Records supplied:
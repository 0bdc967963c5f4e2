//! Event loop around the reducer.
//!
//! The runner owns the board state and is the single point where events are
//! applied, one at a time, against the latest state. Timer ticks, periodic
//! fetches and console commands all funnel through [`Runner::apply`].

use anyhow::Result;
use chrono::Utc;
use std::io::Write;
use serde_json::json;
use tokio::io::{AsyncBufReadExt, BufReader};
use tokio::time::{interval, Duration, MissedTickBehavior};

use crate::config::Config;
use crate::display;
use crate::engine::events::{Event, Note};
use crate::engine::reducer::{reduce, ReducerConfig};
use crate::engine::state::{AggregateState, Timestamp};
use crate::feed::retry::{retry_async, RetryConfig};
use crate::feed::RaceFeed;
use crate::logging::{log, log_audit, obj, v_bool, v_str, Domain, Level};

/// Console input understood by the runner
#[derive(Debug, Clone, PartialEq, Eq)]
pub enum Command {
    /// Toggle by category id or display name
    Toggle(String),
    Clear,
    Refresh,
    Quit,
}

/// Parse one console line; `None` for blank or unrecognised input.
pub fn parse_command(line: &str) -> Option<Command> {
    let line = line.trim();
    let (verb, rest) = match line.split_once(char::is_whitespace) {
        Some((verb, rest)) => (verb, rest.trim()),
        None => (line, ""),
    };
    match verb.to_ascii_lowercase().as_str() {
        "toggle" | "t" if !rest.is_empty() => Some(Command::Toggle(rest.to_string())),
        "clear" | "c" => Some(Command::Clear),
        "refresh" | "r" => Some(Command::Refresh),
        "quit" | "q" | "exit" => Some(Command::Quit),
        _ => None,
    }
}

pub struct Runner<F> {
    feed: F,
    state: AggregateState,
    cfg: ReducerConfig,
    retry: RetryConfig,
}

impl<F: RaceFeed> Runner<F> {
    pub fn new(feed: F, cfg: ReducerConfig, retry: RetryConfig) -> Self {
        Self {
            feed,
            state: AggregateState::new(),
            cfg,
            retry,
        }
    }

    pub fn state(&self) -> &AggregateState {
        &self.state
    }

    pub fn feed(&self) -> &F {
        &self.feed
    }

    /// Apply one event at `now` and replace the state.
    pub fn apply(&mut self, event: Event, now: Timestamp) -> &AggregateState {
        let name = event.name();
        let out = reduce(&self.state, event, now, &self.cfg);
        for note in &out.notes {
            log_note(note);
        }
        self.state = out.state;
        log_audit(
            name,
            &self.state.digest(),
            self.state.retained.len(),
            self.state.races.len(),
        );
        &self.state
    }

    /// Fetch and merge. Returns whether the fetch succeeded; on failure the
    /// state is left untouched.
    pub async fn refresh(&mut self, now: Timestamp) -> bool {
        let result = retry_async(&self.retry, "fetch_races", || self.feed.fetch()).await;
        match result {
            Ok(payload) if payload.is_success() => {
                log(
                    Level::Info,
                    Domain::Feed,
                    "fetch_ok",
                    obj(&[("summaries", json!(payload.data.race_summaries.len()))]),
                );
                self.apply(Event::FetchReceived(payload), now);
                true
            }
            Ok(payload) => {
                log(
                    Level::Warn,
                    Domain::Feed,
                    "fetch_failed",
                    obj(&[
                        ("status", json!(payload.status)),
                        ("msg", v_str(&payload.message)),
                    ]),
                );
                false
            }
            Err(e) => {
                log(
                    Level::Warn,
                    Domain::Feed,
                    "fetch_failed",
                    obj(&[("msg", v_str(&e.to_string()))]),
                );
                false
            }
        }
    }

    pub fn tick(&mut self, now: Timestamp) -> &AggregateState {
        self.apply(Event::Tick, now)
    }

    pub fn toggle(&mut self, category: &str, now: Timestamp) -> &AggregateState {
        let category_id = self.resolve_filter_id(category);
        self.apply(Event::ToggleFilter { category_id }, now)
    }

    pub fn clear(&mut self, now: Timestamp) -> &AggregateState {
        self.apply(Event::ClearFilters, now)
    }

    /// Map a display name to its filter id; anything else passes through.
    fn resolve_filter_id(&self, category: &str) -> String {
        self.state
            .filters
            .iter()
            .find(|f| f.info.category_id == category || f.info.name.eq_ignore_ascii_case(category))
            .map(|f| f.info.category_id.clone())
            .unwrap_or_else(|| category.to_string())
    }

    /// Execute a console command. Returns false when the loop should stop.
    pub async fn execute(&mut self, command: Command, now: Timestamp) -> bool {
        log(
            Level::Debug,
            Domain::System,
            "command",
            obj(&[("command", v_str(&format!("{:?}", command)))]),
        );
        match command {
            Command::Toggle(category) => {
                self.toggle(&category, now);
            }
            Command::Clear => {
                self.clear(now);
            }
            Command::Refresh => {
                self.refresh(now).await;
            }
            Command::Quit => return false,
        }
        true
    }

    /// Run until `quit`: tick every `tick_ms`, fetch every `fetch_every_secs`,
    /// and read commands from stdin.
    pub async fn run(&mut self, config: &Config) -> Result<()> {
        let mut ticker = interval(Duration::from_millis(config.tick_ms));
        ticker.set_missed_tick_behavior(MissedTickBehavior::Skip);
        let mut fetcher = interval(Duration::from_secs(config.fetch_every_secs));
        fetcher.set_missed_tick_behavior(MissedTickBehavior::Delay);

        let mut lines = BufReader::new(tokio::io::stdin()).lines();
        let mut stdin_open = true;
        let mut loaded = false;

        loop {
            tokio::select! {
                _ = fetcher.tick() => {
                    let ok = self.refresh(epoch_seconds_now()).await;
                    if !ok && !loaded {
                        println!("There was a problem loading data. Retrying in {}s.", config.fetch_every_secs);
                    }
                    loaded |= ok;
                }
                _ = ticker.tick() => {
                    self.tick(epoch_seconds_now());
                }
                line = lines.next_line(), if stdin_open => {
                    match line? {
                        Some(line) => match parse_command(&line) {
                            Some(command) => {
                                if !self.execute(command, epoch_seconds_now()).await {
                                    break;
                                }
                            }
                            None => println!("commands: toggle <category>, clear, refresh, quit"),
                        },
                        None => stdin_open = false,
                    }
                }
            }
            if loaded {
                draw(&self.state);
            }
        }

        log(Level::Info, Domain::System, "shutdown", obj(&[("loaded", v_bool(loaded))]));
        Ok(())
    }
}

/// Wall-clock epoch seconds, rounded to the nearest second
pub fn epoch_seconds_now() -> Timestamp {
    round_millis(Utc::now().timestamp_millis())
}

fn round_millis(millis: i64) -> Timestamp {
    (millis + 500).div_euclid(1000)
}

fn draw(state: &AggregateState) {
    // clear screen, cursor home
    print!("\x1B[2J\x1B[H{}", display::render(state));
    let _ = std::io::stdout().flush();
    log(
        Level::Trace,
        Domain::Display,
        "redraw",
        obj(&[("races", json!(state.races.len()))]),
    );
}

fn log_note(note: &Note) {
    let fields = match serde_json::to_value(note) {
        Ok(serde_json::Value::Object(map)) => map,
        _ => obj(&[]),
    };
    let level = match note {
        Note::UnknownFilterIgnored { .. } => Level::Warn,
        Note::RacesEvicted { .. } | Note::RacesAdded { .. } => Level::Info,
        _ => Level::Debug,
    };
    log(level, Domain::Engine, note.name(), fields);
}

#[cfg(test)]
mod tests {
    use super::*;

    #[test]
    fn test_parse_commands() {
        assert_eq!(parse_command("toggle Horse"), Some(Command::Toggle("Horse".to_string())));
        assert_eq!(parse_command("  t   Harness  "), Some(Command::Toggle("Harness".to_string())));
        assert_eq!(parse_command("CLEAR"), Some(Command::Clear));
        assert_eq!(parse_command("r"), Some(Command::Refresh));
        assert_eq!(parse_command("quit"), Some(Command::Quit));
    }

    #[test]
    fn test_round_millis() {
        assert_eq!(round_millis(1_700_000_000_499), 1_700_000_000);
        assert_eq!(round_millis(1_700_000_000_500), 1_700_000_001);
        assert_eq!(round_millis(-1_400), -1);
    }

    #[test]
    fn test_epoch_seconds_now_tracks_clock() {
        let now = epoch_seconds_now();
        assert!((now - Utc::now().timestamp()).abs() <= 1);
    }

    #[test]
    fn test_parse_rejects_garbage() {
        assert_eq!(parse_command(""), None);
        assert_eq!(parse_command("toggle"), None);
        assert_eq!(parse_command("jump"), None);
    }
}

Exercise goal:
Starting at the first line of the entries above, please extract each line up to and including the line with "Timer ticks, periodic", unchanged, and add nothing.

Completed task:
repository 0bdc967963c5f4e2
//! Event loop around the reducer.
//!
//! The runner owns the board state and is the single point where events are
//! applied, one at a time, against the latest state. Timer ticks, periodic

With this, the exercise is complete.